A question about authenticity
A situation.
A young woman wants to be a writer. Her family expects her to become a doctor. She enrols in medical school, performs adequately, and tells herself she chose this freely — that she wants to honour her parents, that medicine is a more practical path, that writing can wait. She is not unhappy. She is not happy either.
Is this a real choice?
The core
Existentialism begins with a single, unsettling claim: existence precedes essence. You are not born with a fixed nature that determines who you are and what you should do. You exist first — thrown into the world without your consent — and then you create yourself through your choices. There is no human essence, no pre-written script, no cosmic purpose that tells you what your life should look like. You are, as Sartre put it, “condemned to be free.”

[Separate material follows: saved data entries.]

//! PBS/Torque adapter.
//!
//! Talks to the scheduler through `qsub`, `qstat`, `qdel` and `pbsnodes`.
//! Open-source Torque and PBS Pro disagree on flags and resource syntax,
//! so the flavour is probed once when the adapter is built.

use std::collections::HashMap;
use std::io::Write;
use std::path::{Path, PathBuf};
use std::sync::Arc;

use async_trait::async_trait;

use crate::batch::adapter::{BatchAdapter, BatchJobId, JobRequest};
use crate::batch::command::CommandRunner;
use crate::config::{TorqueConfig, TorqueFlavor};
use crate::error::{GridflowError, Result};

/// Resource keys the adapter builds itself; overrides may not repeat them.
const RESERVED_RESOURCE_KEYS: [&str; 3] = ["mem=", "nodes=", "ppn="];

pub struct TorqueAdapter {
    runner: Arc<dyn CommandRunner>,
    config: TorqueConfig,
    flavor: TorqueFlavor,
}

impl TorqueAdapter {
    /// Build an adapter, probing the scheduler flavour unless the config forces one.
    pub async fn new(runner: Arc<dyn CommandRunner>, config: TorqueConfig) -> Self {
        let flavor = match config.flavor {
            Some(flavor) => flavor,
            None => detect_flavor(runner.as_ref()).await,
        };
        Self {
            runner,
            config,
            flavor,
        }
    }

    pub fn flavor(&self) -> TorqueFlavor {
        self.flavor
    }

    fn qsub_line(&self, job_id: BatchJobId, request: &JobRequest) -> Result<Vec<String>> {
        let mut line: Vec<String> = ["qsub", "-S", "/bin/sh", "-V", "-N"]
            .iter()
            .map(|s| s.to_string())
            .collect();
        line.push(format!("gridflow_job_{job_id}"));

        if !request.environment.is_empty() {
            let vars = request
                .environment
                .iter()
                .map(|(key, value)| {
                    shlex::try_quote(value)
                        .map(|quoted| format!("{key}={quoted}"))
                        .map_err(|e| {
                            GridflowError::Config(format!("cannot quote value of {key}: {e}"))
                        })
                })
                .collect::<Result<Vec<_>>>()?;
            line.push("-v".to_string());
            line.push(vars.join(","));
        }

        let mut reqs = self.resource_requests(request);
        if let Some(extra) = &self.config.extra_reqs {
            check_reserved_keys(extra)?;
            tracing::debug!(reqs = %extra, "Appending additional Torque resource requirements");
            reqs.push(extra.clone());
        }
        if !reqs.is_empty() {
            line.push("-l".to_string());
            line.push(reqs.join(","));
        }

        if let Some(extra) = &self.config.extra_args {
            check_reserved_keys(extra)?;
            tracing::debug!(args = %extra, "Appending native Torque options");
            let args = shlex::split(extra).ok_or_else(|| {
                GridflowError::Config(format!("cannot parse native Torque options: {extra}"))
            })?;
            line.extend(args);
        }

        Ok(line)
    }

    fn resource_requests(&self, request: &JobRequest) -> Vec<String> {
        let cpus = request.cpu.ceil() as u64;
        let gpus = request.gpus.filter(|&g| g > 0);
        let mut reqs = Vec::new();

        match self.flavor {
            TorqueFlavor::Pro => {
                let mut select = "select=1".to_string();
                if request.memory > 0 {
                    select.push_str(&format!(":mem={}K", request.memory / 1024));
                }
                if cpus > 1 {
                    select.push_str(&format!(":ncpus={cpus}"));
                }
                if let Some(gpus) = gpus {
                    select.push_str(&format!(":ngpus={gpus}"));
                }
                reqs.push(select);
            }
            TorqueFlavor::Oss => {
                if request.memory > 0 {
                    reqs.push(format!("mem={}K", request.memory / 1024));
                }
                if cpus > 1 || gpus.is_some() {
                    let mut nodes = "nodes=1".to_string();
                    if cpus > 1 {
                        nodes.push_str(&format!(":ppn={cpus}"));
                    }
                    if let Some(gpus) = gpus {
                        nodes.push_str(&format!(":gpus={gpus}"));
                    }
                    reqs.push(nodes);
                }
            }
        }
        reqs
    }

    /// Write the script qsub runs: output directives, a cd into the
    /// submission directory, then the command.
    fn write_wrapper(&self, job_id: BatchJobId, command: &str, logs_dir: &Path) -> Result<PathBuf> {
        let stdout_path = std_output_path(logs_dir, self.name(), job_id, "out");
        let stderr_path = std_output_path(logs_dir, self.name(), job_id, "err");

        let mut file = tempfile::Builder::new()
            .prefix("torque_wrapper")
            .suffix(".sh")
            .tempfile_in(logs_dir)?;
        write!(
            file,
            "#!/bin/sh\n#PBS -o {}\n#PBS -e {}\ncd $PBS_O_WORKDIR\n\n{}\n",
            stdout_path.display(),
            stderr_path.display(),
            command
        )?;
        let (_, path) = file.keep().map_err(|e| GridflowError::Io(e.error))?;
        Ok(path)
    }

    fn qstat_args(&self) -> Vec<String> {
        let mut args = vec!["qstat".to_string()];
        if self.flavor == TorqueFlavor::Pro {
            args.push("-x".to_string());
        }
        args
    }
}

Kierkegaard (1813–1855), the first existentialist, rebelled against Hegel’s system— a philosophy that explained everything except what it meant to be a particular person making a particular choice at a particular moment. Philosophy, Kierkegaard insisted, must start not with abstract categories but with the existing individual: anxious, mortal, confronted with choices that no system can make for them. The leap of faith — Kierkegaard’s most famous concept — is the choice to commit to something (God, a relationship, a vocation) without the guarantee that reason demands. You leap, or you remain on the edge forever.
Sartre (1905–1980) pushed existentialism to its most radical conclusions. If there is no God, there is no pre-given human nature, no objective moral law, no external authority to tell you how to live. You are absolutely free — and absolutely responsible. Every choice you make defines not just who you are but what you think a human being should be. The anguish of this responsibility — the vertigo of total freedom — is the authentic human condition. Those who flee from it into roles, conventions, or excuses are living in bad faith.
Heidegger’s existentialism (though he resisted the label) focused on being-toward-death: the awareness that you will die, that your time is finite, and that this finitude gives your choices their weight. Most people evade this awareness by losing themselves in the anonymous “they” — doing what one does, thinking what one thinks. Authentic existence means confronting your mortality and choosing in full awareness that this life is the only one you have.
In the Islamic tradition
Existentialism has no direct Islamic antecedent, but the questions it raises — about authenticity, responsibility, and the meaning of individual existence — resonate deeply with Islamic thought.
The Qur’anic concept of the amānah(trust) — the trust offered to the heavens, the earth, and the mountains, which they refused but humanity accepted (33:72) — is remarkably existentialist in structure. Human beings are defined not by a fixed nature but by a responsibility they have taken on. The trust is not a comfortable inheritance; it is a burden that requires continuous choice, continuous effort, continuous risk of failure. To be human, in the Qur’anic vision, is to have accepted something the rest of creation had the wisdom to refuse.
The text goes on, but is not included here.